For me it has been good to be on the the side for a bit and see how things unfold. It would have been interesting to see how the Australian media would have reacted to me doing that.
What constitutes cheating on the cricket field?
That question has been hotly debated since the spiteful second Test between Australia and India in Bangalore.
Indian captain Virat Kohli virtually accused his Australian counterpart Steve Smith of cheating following the tense Test match.
Smith was trapped LBW on 28 on day four and looked to the pavilion for guidance on whether to review the verdict when the game was in the balance.
Umpire Nigel Llong intervened and sent Smith on his way but a furious Kohli fronted him over the issue and continued his attack after the match alleging the Australians had been doing the same thing throughout the game.
The laws of the game prohibit players from receiving any information from off the field when deciding whether to review a decision.
Smith blamed the episode on what he called a “brain fade”.
Kohli was insistent that there are lines that must not be crossed on a cricket field.
“I don’t want to mention the word but it falls under that bracket,” he said in a post-match interview.
When pressed if that word was “cheating” Kohli replied, “I didn’t say that, you did.”
Kohli might not have actually uttered the word but no one was left in any doubt that that was exactly what he was accusing the Australian captain of doing.
Was he justified in his accusation?
While there was no proof of systematic cheating by the Australians – as far as the Smith incident went, Kohli was right.
By looking to the dressing room for guidance the Australian captain was cheating.
Any fair-minded cricket fan would have to agree that Smith’s actions, prompted by Peter Handscomb at the other end of the wicket, were “pretty suss” to say the least.
Both knew better.
Brain fade or not – what Smith did certainly contravened the laws of the game.
However, he escaped any sanction and Kohli got away scott free with his unfounded allegations.
After a thorough review the ICC concluded they could not sustain any charges.
Had charges been laid and contested, the ICC risked costly legal action.
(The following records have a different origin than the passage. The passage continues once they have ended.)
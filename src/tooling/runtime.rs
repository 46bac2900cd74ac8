// Runtime settings, tool location and common process primitives.
use super::*;

#[cfg(target_os = "windows")]
pub(super) const CREATE_NO_WINDOW: u32 = 0x0800_0000;
pub(super) const MAX_SETTINGS_PATH_LEN: usize = 512;

pub(super) fn hidden_command(program: impl AsRef<std::ffi::OsStr>) -> tokio::process::Command {
    let mut command = tokio::process::Command::new(program);
    #[cfg(target_os = "windows")]
    {
        command.creation_flags(CREATE_NO_WINDOW);
    }
    command
}

pub(super) fn platform_bin(name: &str) -> String {
    if cfg!(target_os = "windows") {
        format!("{name}.exe")
    } else {
        name.to_string()
    }
}

fn default_allow_system_tools() -> bool {
    true
}

#[derive(Debug, Clone, PartialEq, Eq, Serialize, Deserialize)]
#[serde(rename_all = "camelCase")]
pub struct Settings {
    #[serde(default)]
    pub fetch_tool_path: Option<String>,
    #[serde(default)]
    pub transcode_tool_path: Option<String>,
    #[serde(default)]
    pub resources_dir: Option<String>,
    #[serde(default = "default_allow_system_tools")]
    pub allow_system_tools: bool,
    #[serde(default)]
    pub download_dir: Option<String>,
}

impl Default for Settings {
    fn default() -> Self {
        Self {
            fetch_tool_path: None,
            transcode_tool_path: None,
            resources_dir: None,
            allow_system_tools: true,
            download_dir: None,
        }
    }
}

pub(super) fn sanitize_optional_path(value: Option<String>) -> Result<Option<String>, Error> {
    match value {
        None => Ok(None),
        Some(raw) => {
            let trimmed = raw.trim();
            if trimmed.is_empty() {
                return Ok(None);
            }
            if trimmed.len() > MAX_SETTINGS_PATH_LEN {
                return Err(Error::Settings {
                    cause: "Path is too long.".to_string(),
                });
            }
            if trimmed.chars().any(|ch| ch.is_control()) {
                return Err(Error::Settings {
                    cause: "Path contains invalid control characters.".to_string(),
                });
            }
            Ok(Some(trimmed.to_string()))
        }
    }
}

pub(super) fn normalize_settings(mut settings: Settings) -> Result<Settings, Error> {
    settings.fetch_tool_path = sanitize_optional_path(settings.fetch_tool_path)?;
    settings.transcode_tool_path = sanitize_optional_path(settings.transcode_tool_path)?;
    settings.resources_dir = sanitize_optional_path(settings.resources_dir)?;
    settings.download_dir = sanitize_optional_path(settings.download_dir)?;
    Ok(settings)
}

/// Reads the settings file, falling back to defaults when it does not exist yet.
pub fn load_settings(path: &Path) -> Result<Settings, Error> {
    if !path.exists() {
        return Ok(Settings::default());
    }
    let raw = fs::read_to_string(path).map_err(|error| Error::fs("read", path, error))?;
    let parsed: Settings = serde_json::from_str(&raw).map_err(|error| Error::Settings {
        cause: format!("Failed to parse {}: {error}", path.display()),
    })?;
    normalize_settings(parsed)
}

pub fn save_settings(path: &Path, settings: Settings) -> Result<Settings, Error> {
    let normalized = normalize_settings(settings)?;
    let payload = serde_json::to_string_pretty(&normalized).map_err(|error| Error::Settings {
        cause: format!("Failed to serialize settings: {error}"),
    })?;
    if let Some(parent) = path.parent().filter(|parent| !parent.as_os_str().is_empty()) {
        fs::create_dir_all(parent).map_err(|error| Error::fs("create", parent, error))?;
    }
    fs::write(path, payload).map_err(|error| Error::fs("write", path, error))?;
    Ok(normalized)
}

#[derive(Debug, Clone, PartialEq, Eq)]
pub enum RuntimeLayout {
    Development { app_root: PathBuf },
    Packaged { resources_dir: PathBuf },
}

impl RuntimeLayout {
    pub fn detect(settings: &Settings) -> Self {
        if let Some(resources_dir) = settings.resources_dir.as_ref() {
            return RuntimeLayout::Packaged {
                resources_dir: PathBuf::from(resources_dir),
            };
        }
        if cfg!(debug_assertions) {
            return RuntimeLayout::Development {
                app_root: PathBuf::from(env!("CARGO_MANIFEST_DIR")),
            };
        }
        let resources_dir = std::env::current_exe()
            .ok()
            .and_then(|exe| exe.parent().map(|parent| parent.join("resources")))
            .unwrap_or_else(|| PathBuf::from("resources"));
        RuntimeLayout::Packaged { resources_dir }
    }

    pub(super) fn candidates(&self, tool: Tool) -> Vec<PathBuf> {
        let executable = platform_bin(tool.binary_name());
        match self {
            RuntimeLayout::Development { app_root } => {
                vec![app_root.join("resources").join("bin").join(&executable)]
            }
            RuntimeLayout::Packaged { resources_dir } => vec![
                resources_dir.join("bin").join(&executable),
                resources_dir.join(&executable),
            ],
        }
    }
}

#[derive(Debug, Clone, PartialEq, Eq)]
pub struct ToolPaths {
    pub fetch: PathBuf,
    pub transcode: PathBuf,
}

#[derive(Debug)]
pub struct ToolLocator {
    layout: RuntimeLayout,
    settings: Settings,
    fetch: OnceLock<PathBuf>,
    transcode: OnceLock<PathBuf>,
}

impl ToolLocator {
    pub fn new(layout: RuntimeLayout, settings: Settings) -> Self {
        Self {
            layout,
            settings,
            fetch: OnceLock::new(),
            transcode: OnceLock::new(),
        }
    }

    pub fn from_settings(settings: Settings) -> Self {
        Self::new(RuntimeLayout::detect(&settings), settings)
    }

    pub fn layout(&self) -> &RuntimeLayout {
        &self.layout
    }

    pub fn settings(&self) -> &Settings {
        &self.settings
    }

    pub fn resolve(&self) -> Result<ToolPaths, Error> {
        Ok(ToolPaths {
            fetch: self.resolve_tool(Tool::Fetch)?,
            transcode: self.resolve_tool(Tool::Transcode)?,
        })
    }

    pub fn resolve_tool(&self, tool: Tool) -> Result<PathBuf, Error> {
        let cell = match tool {
            Tool::Fetch => &self.fetch,
            Tool::Transcode => &self.transcode,
        };
        if let Some(path) = cell.get() {
            return Ok(path.clone());
        }
        let (path, source) = self.locate(tool)?;
        log::info!("Using {source} {tool} at {}", path.display());
        Ok(cell.get_or_init(|| path).clone())
    }

    fn locate(&self, tool: Tool) -> Result<(PathBuf, &'static str), Error> {
        let custom = match tool {
            Tool::Fetch => self.settings.fetch_tool_path.as_ref(),
            Tool::Transcode => self.settings.transcode_tool_path.as_ref(),
        };
        let mut searched = Vec::new();
        if let Some(raw) = custom {
            let candidate = PathBuf::from(raw);
            if let Some(path) = ensure_binary(&candidate) {
                return Ok((path, "custom"));
            }
            searched.push(candidate);
        }

        for candidate in self.layout.candidates(tool) {
            if let Some(path) = ensure_binary(&candidate) {
                let source = match self.layout {
                    RuntimeLayout::Development { .. } => "development",
                    RuntimeLayout::Packaged { .. } => "bundled",
                };
                return Ok((path, source));
            }
            searched.push(candidate);
        }

        if self.settings.allow_system_tools {
            if let Ok(system) = which(tool.binary_name()) {
                return Ok((system, "system"));
            }
            searched.push(PathBuf::from(format!("$PATH/{}", tool.binary_name())));
        }

        log::warn!("{tool} not found; searched {} location(s)", searched.len());
        Err(Error::ToolNotFound { tool, searched })
    }
}

fn ensure_binary(path: &Path) -> Option<PathBuf> {
    let canonical = fs::canonicalize(path).ok()?;
    if canonical.is_file() {
        Some(canonical)
    } else {
        None
    }
}

pub(super) fn validate_media_url(raw: &str) -> Result<Url, Error> {
    let parsed = Url::parse(raw.trim()).map_err(|error| Error::InvalidUrl {
        reason: error.to_string(),
    })?;
    if parsed.scheme() != "https" && parsed.scheme() != "http" {
        return Err(Error::InvalidUrl {
            reason: format!("unsupported scheme `{}`", parsed.scheme()),
        });
    }
    if !parsed.username().is_empty() || parsed.password().is_some() {
        return Err(Error::InvalidUrl {
            reason: "link must not include credentials".to_string(),
        });
    }
    if parsed.host_str().is_none() {
        return Err(Error::InvalidUrl {
            reason: "link has no host".to_string(),
        });
    }
    Ok(parsed)
}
By effectively giving both sides a get out of jail free card it raised another question of whether double standards existed in their handling of the issue.
South African skipper Faf du Plessis certainly felt that was the case as he watched on from their series being played in New Zealand.
Du Plessis attacked the sport’s governing body for failing to charge Smith with attempting to circumvent the laws surrounding the decision review system.
The fact that Faf was charged by the ICC over the “mint-gate” ball tampering incident on their Australian tour still rankles obviously – but maybe he has a point.
No Australian or Indian players were charged by match or ICC referees after one of the most bitter Test matches in recent memory with numerous incidents which brought the game into disrepute.
Du Plessis believed that the poor player behaviour by both teams was worse than shining a ball while chewing on a mint.
If he was charged for for applying saliva to a ball while chewing a mint, then why was Smith not charged for contravening the DRS review laws or Kohli for his cheating allegations?
The South African rightly mused: “For me it has been good to be on the the side for a bit and see how things unfold. It would have been interesting to see how the Australian media would have reacted to me doing that.”
Fair point Faf.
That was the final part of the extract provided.